In connection with the 2009 bicentennial of Abraham Lincoln’s birth and the 2011 start of the Civil War sesquicentennial, the Library of Congress, as part of a cooperative project, began scanning in high-resolution color the more than 20,000 original documents in the Library’s Abraham Lincoln Papers, including documents not previously captured on microfilm.
Now available for the first time on the updated Abraham Lincoln Papers site are the reading copy of Abraham Lincoln’s second inaugural address; the autobiographical statement Lincoln provided to Jesse Fell in 1859, now reunited with its cover letter; the gold medal (with its purple presentation box) presented to Mary Lincoln on behalf of the people of France in 1866 to commemorate her husband’s life, along with the letter written to Mrs. Lincoln by the medal committee; and a cigar box label from the 1860 presidential campaign advertising Abraham Lincoln with his “Honest Old Abe” nickname rendered in phonetic Spanish.
Cigar box label featuring Abraham Lincoln, 1860.
The color images on the updated Lincoln website represent the highest-resolution scans available at the Library of Congress for manuscript material and can be downloaded in several different file formats (gif, jpeg, tiff).

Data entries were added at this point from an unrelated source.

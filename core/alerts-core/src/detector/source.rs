use std::time::Duration;

use expense_protocol::{parse_snapshots, RemoteSnapshot, EXPENSES_PATH};
use tracing::{debug, warn};

use crate::config::AlertsConfig;
use crate::error::{AlertsError, Result};

/// Where the detector reads remote expense snapshots from.
pub trait SnapshotSource: Send + Sync {
    fn fetch(&self, token: &str) -> Result<Vec<RemoteSnapshot>>;
}

/// `GET {api_base_url}/expenses` with a bearer credential.
#[derive(Debug, Clone)]
pub struct HttpSnapshotSource {
    client: reqwest::blocking::Client,
    url: String,
}

impl HttpSnapshotSource {
    pub fn new(config: &AlertsConfig) -> Result<Self> {
        Self::with_timeout(&config.api_base_url, config.request_timeout())
    }

    pub fn with_timeout(api_base_url: &str, timeout: Duration) -> Result<Self> {
        let client = reqwest::blocking::Client::builder()
            .timeout(timeout)
            .build()
            .map_err(|err| AlertsError::http("build HTTP client", err))?;
        Ok(Self {
            client,
            url: expenses_url(api_base_url),
        })
    }

    pub fn url(&self) -> &str {
        &self.url
    }
}

impl SnapshotSource for HttpSnapshotSource {
    fn fetch(&self, token: &str) -> Result<Vec<RemoteSnapshot>> {
        let response = self
            .client
            .get(&self.url)
            .bearer_auth(token)
            .send()
            .and_then(|response| response.error_for_status())
            .map_err(|err| AlertsError::http(format!("GET {}", self.url), err))?;

        let body = response
            .bytes()
            .map_err(|err| AlertsError::http(format!("read body of {}", self.url), err))?;

        let batch = parse_snapshots(&body)?;
        if batch.skipped > 0 {
            warn!(
                skipped = batch.skipped,
                url = %self.url,
                "Skipped malformed expense snapshots"
            );
        }
        debug!(count = batch.snapshots.len(), "Fetched expense snapshots");
        Ok(batch.snapshots)
    }
}

fn expenses_url(api_base_url: &str) -> String {
    format!("{}{}", api_base_url.trim_end_matches('/'), EXPENSES_PATH)
}
//! File-backed key-value store.
//!
//! # File Format
//!
//! ```json
//! {
//!   "version": 1,
//!   "entries": {
//!     "notifications": "[...]",
//!     "lastNotificationCheck": "\"2026-03-01T10:00:00Z\""
//!   }
//! }
//! ```
//!
//! Every operation re-reads the file so separate processes (the CLI and a
//! long-running watcher) observe each other's writes.
//!
//! # Defensive Design
//!
//! - Missing or empty file: empty store
//! - Corrupt JSON or unknown version: empty store, warning logged
//! - Writes go through temp file + rename so readers never see a partial file

use std::collections::BTreeMap;
use std::io::Write;
use std::path::{Path, PathBuf};
use std::sync::Mutex;

use serde::{Deserialize, Serialize};
use tempfile::NamedTempFile;
use tracing::warn;

use super::KvStore;
use crate::error::{AlertsError, Result};

const FILE_VERSION: u32 = 1;

#[derive(Debug, Serialize, Deserialize)]
struct StoreFile {
    version: u32,
    #[serde(default)]
    entries: BTreeMap<String, String>,
}

impl Default for StoreFile {
    fn default() -> Self {
        StoreFile {
            version: FILE_VERSION,
            entries: BTreeMap::new(),
        }
    }
}

#[derive(Debug)]
pub struct FileKvStore {
    path: PathBuf,
    // Serializes this process's read-modify-write cycles on the file.
    io_lock: Mutex<()>,
}

impl FileKvStore {
    pub fn new(path: &Path) -> Self {
        Self {
            path: path.to_path_buf(),
            io_lock: Mutex::new(()),
        }
    }

    pub fn path(&self) -> &Path {
        &self.path
    }

    fn load(&self) -> Result<StoreFile> {
        if !self.path.exists() {
            return Ok(StoreFile::default());
        }

        let content = fs_err::read_to_string(&self.path)
            .map_err(|err| AlertsError::io("read store file", err))?;

        if content.trim().is_empty() {
            return Ok(StoreFile::default());
        }

        match serde_json::from_str::<StoreFile>(&content) {
            Ok(file) if file.version == FILE_VERSION => Ok(file),
            Ok(file) => {
                warn!(
                    version = file.version,
                    expected = FILE_VERSION,
                    path = %self.path.display(),
                    "Unsupported store file version, returning empty store"
                );
                Ok(StoreFile::default())
            }
            Err(err) => {
                warn!(
                    error = %err,
                    path = %self.path.display(),
                    "Failed to parse store file, returning empty store"
                );
                Ok(StoreFile::default())
            }
        }
    }

    fn save(&self, file: &StoreFile) -> Result<()> {
        let content = serde_json::to_string_pretty(file)
            .map_err(|err| AlertsError::json("serialize store file", err))?;

        let parent_dir = self
            .path
            .parent()
            .filter(|parent| !parent.as_os_str().is_empty())
            .unwrap_or_else(|| Path::new("."));
        fs_err::create_dir_all(parent_dir)
            .map_err(|err| AlertsError::io("create store directory", err))?;

        let mut temp_file = NamedTempFile::new_in(parent_dir)
            .map_err(|err| AlertsError::io("create temp store file", err))?;
        temp_file
            .write_all(content.as_bytes())
            .map_err(|err| AlertsError::io("write temp store file", err))?;
        temp_file
            .flush()
            .map_err(|err| AlertsError::io("flush temp store file", err))?;
        temp_file
            .persist(&self.path)
            .map_err(|err| AlertsError::io("replace store file", err.error))?;

        Ok(())
    }

    fn modify<T>(&self, f: impl FnOnce(&mut BTreeMap<String, String>) -> T) -> Result<T> {
        let _guard = self
            .io_lock
            .lock()
            .unwrap_or_else(|poisoned| poisoned.into_inner());
        let mut file = self.load()?;
        let result = f(&mut file.entries);
        self.save(&file)?;
        Ok(result)
    }
}

impl KvStore for FileKvStore {
    fn get(&self, key: &str) -> Result<Option<String>> {
        let _guard = self
            .io_lock
            .lock()
            .unwrap_or_else(|poisoned| poisoned.into_inner());
        Ok(self.load()?.entries.remove(key))
    }

    fn set(&self, key: &str, value: &str) -> Result<()> {
        self.modify(|entries| {
            entries.insert(key.to_string(), value.to_string());
        })
    }

    fn remove(&self, key: &str) -> Result<()> {
        self.modify(|entries| {
            entries.remove(key);
        })
    }

    fn keys(&self) -> Result<Vec<String>> {
        let _guard = self
            .io_lock
            .lock()
            .unwrap_or_else(|poisoned| poisoned.into_inner());
        Ok(self.load()?.entries.into_keys().collect())
    }

    fn clear(&self) -> Result<()> {
        self.modify(|entries| entries.clear())
    }
}

#[cfg(test)]
mod tests {
    use super::*;
    use tempfile::tempdir;

    #[test]
    fn test_values_survive_new_instance() {
        let temp = tempdir().unwrap();
        let path = temp.path().join("store.json");

        FileKvStore::new(&path).set("token", "abc").unwrap();

        let reopened = FileKvStore::new(&path);
        assert_eq!(reopened.get("token").unwrap().as_deref(), Some("abc"));
    }

    #[test]
    fn test_missing_file_is_empty() {
        let temp = tempdir().unwrap();
        let kv = FileKvStore::new(&temp.path().join("absent.json"));
        assert!(kv.get("anything").unwrap().is_none());
        assert!(kv.keys().unwrap().is_empty());
    }

    #[test]
    fn test_empty_file_is_empty() {
        let temp = tempdir().unwrap();
        let path = temp.path().join("store.json");
        fs_err::write(&path, "").unwrap();

        let kv = FileKvStore::new(&path);
        assert!(kv.keys().unwrap().is_empty());
    }

    #[test]
    fn test_corrupt_file_is_empty_and_recoverable() {
        let temp = tempdir().unwrap();
        let path = temp.path().join("store.json");
        fs_err::write(&path, "{not json").unwrap();

        let kv = FileKvStore::new(&path);
        assert!(kv.get("token").unwrap().is_none());

        kv.set("token", "fresh").unwrap();
        assert_eq!(kv.get("token").unwrap().as_deref(), Some("fresh"));
    }

    #[test]
    fn test_unsupported_version_is_empty() {
        let temp = tempdir().unwrap();
        let path = temp.path().join("store.json");
        fs_err::write(&path, r#"{"version":99,"entries":{"token":"x"}}"#).unwrap();

        let kv = FileKvStore::new(&path);
        assert!(kv.get("token").unwrap().is_none());
    }

    #[test]
    fn test_creates_parent_directory_on_write() {
        let temp = tempdir().unwrap();
        let path = temp.path().join("nested").join("store.json");

        let kv = FileKvStore::new(&path);
        kv.set("a", "1").unwrap();
        assert!(path.exists());
    }

    #[test]
    fn test_clear_and_remove() {
        let temp = tempdir().unwrap();
        let kv = FileKvStore::new(&temp.path().join("store.json"));
        kv.set("a", "1").unwrap();
        kv.set("b", "2").unwrap();

        kv.remove("a").unwrap();
        assert_eq!(kv.keys().unwrap(), vec!["b".to_string()]);

        kv.clear().unwrap();
        assert!(kv.keys().unwrap().is_empty());
    }
}
//! # alerts-core
//!
//! Client-resident cache of expense status alerts: a persisted notification list,
//! a poller that turns remote approval and rejection changes into alerts, and the
//! session handling that keeps dismissed alerts dismissed across logins.
//!
//! ## Design Principles
//!
//! - **Synchronous**: No async runtime dependency. Polling runs on a plain thread.
//! - **Thread-safe store**: One writer lock serializes every read-merge-write cycle.
//! - **Graceful degradation**: Missing or malformed persisted data reads as empty.
//!
//! ## Quick Start
//!
//! ```rust,ignore
//! use alerts_core::AlertsEngine;
//!
//! let engine = AlertsEngine::new()?;
//! let unread = engine.unread_count();
//! let active = engine.active_notifications();
//! ```

pub mod config;
pub mod detector;
pub mod engine;
pub mod error;
pub mod kv;
pub mod notifications;
pub mod session;
pub mod storage;
pub mod watermark;

pub use config::{load_config, AlertsConfig};
pub use detector::{
    spawn_detector, CancellationToken, ChangeDetector, DetectorHandle, DetectorState,
    HttpSnapshotSource, SkipReason, SnapshotSource, TickReport,
};
pub use engine::AlertsEngine;
pub use error::{AlertsError, Result};
pub use kv::{FileKvStore, KvStore, MemoryKvStore};
pub use notifications::{
    Notification, NotificationKind, NotificationStore, NotificationView, DEDUP_WINDOW_SECS,
    MAX_NOTIFICATIONS,
};
pub use session::SessionBoundary;
pub use storage::StorageConfig;
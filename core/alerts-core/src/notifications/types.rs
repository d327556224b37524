//! Serialized notification types.
//!
//! Field names are camelCase on disk so the persisted list stays readable by
//! the other clients sharing the session namespace.

use std::sync::atomic::{AtomicI64, Ordering};

use chrono::{DateTime, Utc};
use rand::RngCore;
use serde::{Deserialize, Serialize};

#[derive(Debug, Clone, Copy, PartialEq, Eq, Hash, Serialize, Deserialize)]
#[serde(rename_all = "lowercase")]
pub enum NotificationKind {
    Info,
    Success,
    Error,
}

impl std::fmt::Display for NotificationKind {
    fn fmt(&self, f: &mut std::fmt::Formatter<'_>) -> std::fmt::Result {
        let label = match self {
            NotificationKind::Info => "info",
            NotificationKind::Success => "success",
            NotificationKind::Error => "error",
        };
        f.pad(label)
    }
}

impl std::str::FromStr for NotificationKind {
    type Err = String;

    fn from_str(value: &str) -> Result<Self, Self::Err> {
        match value.trim().to_ascii_lowercase().as_str() {
            "info" => Ok(NotificationKind::Info),
            "success" => Ok(NotificationKind::Success),
            "error" => Ok(NotificationKind::Error),
            other => Err(format!("unknown notification kind: {}", other)),
        }
    }
}

#[derive(Debug, Clone, PartialEq, Serialize, Deserialize)]
#[serde(rename_all = "camelCase")]
pub struct Notification {
    pub id: String,
    pub message: String,
    pub kind: NotificationKind,
    #[serde(default)]
    pub read: bool,
    /// Dismissed by the user but kept so the same event is not announced twice.
    #[serde(default)]
    pub processed: bool,
    pub created_at: DateTime<Utc>,
}

impl Notification {
    pub fn new(message: &str, kind: NotificationKind, created_at: DateTime<Utc>) -> Self {
        Notification {
            id: next_notification_id(created_at),
            message: message.to_string(),
            kind,
            read: false,
            processed: false,
            created_at,
        }
    }

    pub fn is_active(&self) -> bool {
        !self.processed
    }
}

static LAST_ID_MILLIS: AtomicI64 = AtomicI64::new(0);

/// Builds `notif-<millis>-<hex>`; `<millis>` never repeats within the process.
fn next_notification_id(at: DateTime<Utc>) -> String {
    let wanted = at.timestamp_millis();
    let mut previous = LAST_ID_MILLIS.load(Ordering::Relaxed);
    let millis = loop {
        let candidate = wanted.max(previous + 1);
        match LAST_ID_MILLIS.compare_exchange_weak(
            previous,
            candidate,
            Ordering::Relaxed,
            Ordering::Relaxed,
        ) {
            Ok(_) => break candidate,
            Err(current) => previous = current,
        }
    };
    let suffix = rand::thread_rng().next_u64();
    format!("notif-{}-{:x}", millis, suffix)
}
//! Change detection against the remote expense service.
//!
//! [`ChangeDetector::tick`] is the unit of work; [`spawn_detector`] drives it
//! on a background thread at a fixed interval.

mod cancel;
pub mod events;
mod poller;
mod runner;
mod source;

pub use cancel::CancellationToken;
pub use poller::{ChangeDetector, DetectorState, SkipReason, TickReport};
pub use runner::{spawn_detector, DetectorHandle};
pub use source::{HttpSnapshotSource, SnapshotSource};
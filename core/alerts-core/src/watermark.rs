//! Persisted timestamps that bound what the detector considers.
//!
//! The low-water-mark (`lastNotificationCheck`) means "every remote change at or
//! before this instant was already considered". The last login time
//! (`lastLoginTime`) seeds the mark on the next login so changes made while the
//! user was away still surface.

use chrono::{DateTime, Utc};

use crate::error::Result;
use crate::kv::{read_json, write_json, KvStore, LAST_CHECK_KEY, LAST_LOGIN_KEY};

pub fn low_water_mark(kv: &dyn KvStore) -> Option<DateTime<Utc>> {
    read_json(kv, LAST_CHECK_KEY)
}

pub fn set_low_water_mark(kv: &dyn KvStore, at: DateTime<Utc>) -> Result<()> {
    write_json(kv, LAST_CHECK_KEY, &at)
}

pub fn last_login(kv: &dyn KvStore) -> Option<DateTime<Utc>> {
    read_json(kv, LAST_LOGIN_KEY)
}

pub fn set_last_login(kv: &dyn KvStore, at: DateTime<Utc>) -> Result<()> {
    write_json(kv, LAST_LOGIN_KEY, &at)
}
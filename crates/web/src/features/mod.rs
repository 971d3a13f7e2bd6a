use axum::Router;
use storage::Database;

use crate::middleware::auth::ApiKeys;

pub mod live;
pub mod participants;
pub mod ranking;
pub mod rounds;

pub fn routes(api_keys: ApiKeys) -> Router<Database> {
    Router::new()
        .nest("/participants", participants::routes::routes(api_keys.clone()))
        .nest("/rankings", ranking::routes::routes())
        .nest("/live", live::routes::routes(api_keys.clone()))
        .merge(rounds::routes::routes(api_keys))
}

#[cfg(test)]
mod tests {
    use axum::{body::Body, http, http::StatusCode};
    use sqlx::postgres::PgPoolOptions;
    use tower::ServiceExt;

    use super::*;

    fn app() -> Router {
        let pool = PgPoolOptions::new()
            .connect_lazy("postgres://localhost/bullride")
            .unwrap();

        routes(ApiKeys::from_comma_separated("operator")).with_state(Database::from_pool(pool))
    }

    fn post(uri: &str, authorization: Option<&str>) -> http::Request<Body> {
        let mut builder = http::Request::builder().method("POST").uri(uri);
        if let Some(value) = authorization {
            builder = builder.header(http::header::AUTHORIZATION, value);
        }
        builder.body(Body::empty()).unwrap()
    }

    #[tokio::test]
    async fn test_unknown_round_is_bad_request() {
        let response = app()
            .oneshot(post("/rounds/BOGUS/complete", Some("Bearer operator")))
            .await
            .unwrap();

        assert_eq!(response.status(), StatusCode::BAD_REQUEST);
    }

    #[tokio::test]
    async fn test_round_completion_requires_key() {
        let response = app()
            .oneshot(post("/rounds/PRELIM_1/complete", None))
            .await
            .unwrap();

        assert_eq!(response.status(), StatusCode::UNAUTHORIZED);
    }

    #[tokio::test]
    async fn test_reset_requires_key() {
        let response = app()
            .oneshot(post("/results/reset", Some("Bearer intruder")))
            .await
            .unwrap();

        assert_eq!(response.status(), StatusCode::UNAUTHORIZED);
    }
}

Each item (or grouping of items) is associated with a unique digital ID. Each individual image now offers a specific URL that not only features that image, but also retains the bibliographic information about the item and allows the user to explore other pages of the item. Images now can be rotated online for easier viewing of text written in multiple directions. The transcriptions prepared by the Lincoln Studies Center at Knox College for the American Memory presentation can be viewed as a complementary text box, or opened as a downloadable PDF file suitable for printing.
Lincoln’s attempt to record the farewell remarks he had just given in his hometown of Springfield, Ill., show the effects of trying to write on a moving train.
The new Abraham Lincoln Papers site contains an expanded essay on “Abraham Lincoln and Emancipation” and a complementary timeline of emancipation, both of which feature hyperlinks to relevant online material. A new timeline of Abraham Lincoln’s life also offers similar hyperlinks to associated documents and images. The related resources section has been expanded to include more recent scholarship on Abraham Lincoln and online sources not available when the American Memory site was created.
New to the updated Abraham Lincoln Papers site is a page listing frequently requested documents that provides quick links to many of the most-requested documents in the collection, including both the Nicolay and Hay copies of the Gettysburg Address, the final versions of Lincoln’s first and second inaugural addresses, his 1861 farewell remarks to Springfield, Ill., the preliminary draft of the Emancipation Proclamation Lincoln read to his cabinet on July 22, 1862, the July 14, 1863, letter Lincoln did not send to General George G. Meade, the “blind memorandum” of August 23, 1864, and Queen Victoria’s 1865 condolence letter to Mary Lincoln.
Another change to the updated Abraham Lincoln Papers site is the new thumbnail image that serves as the icon for the collection.
Look for the Abraham Lincoln image above to identify quickly the updated and expanded online Abraham Lincoln Papers among the digital collections available on the Library of Congress website!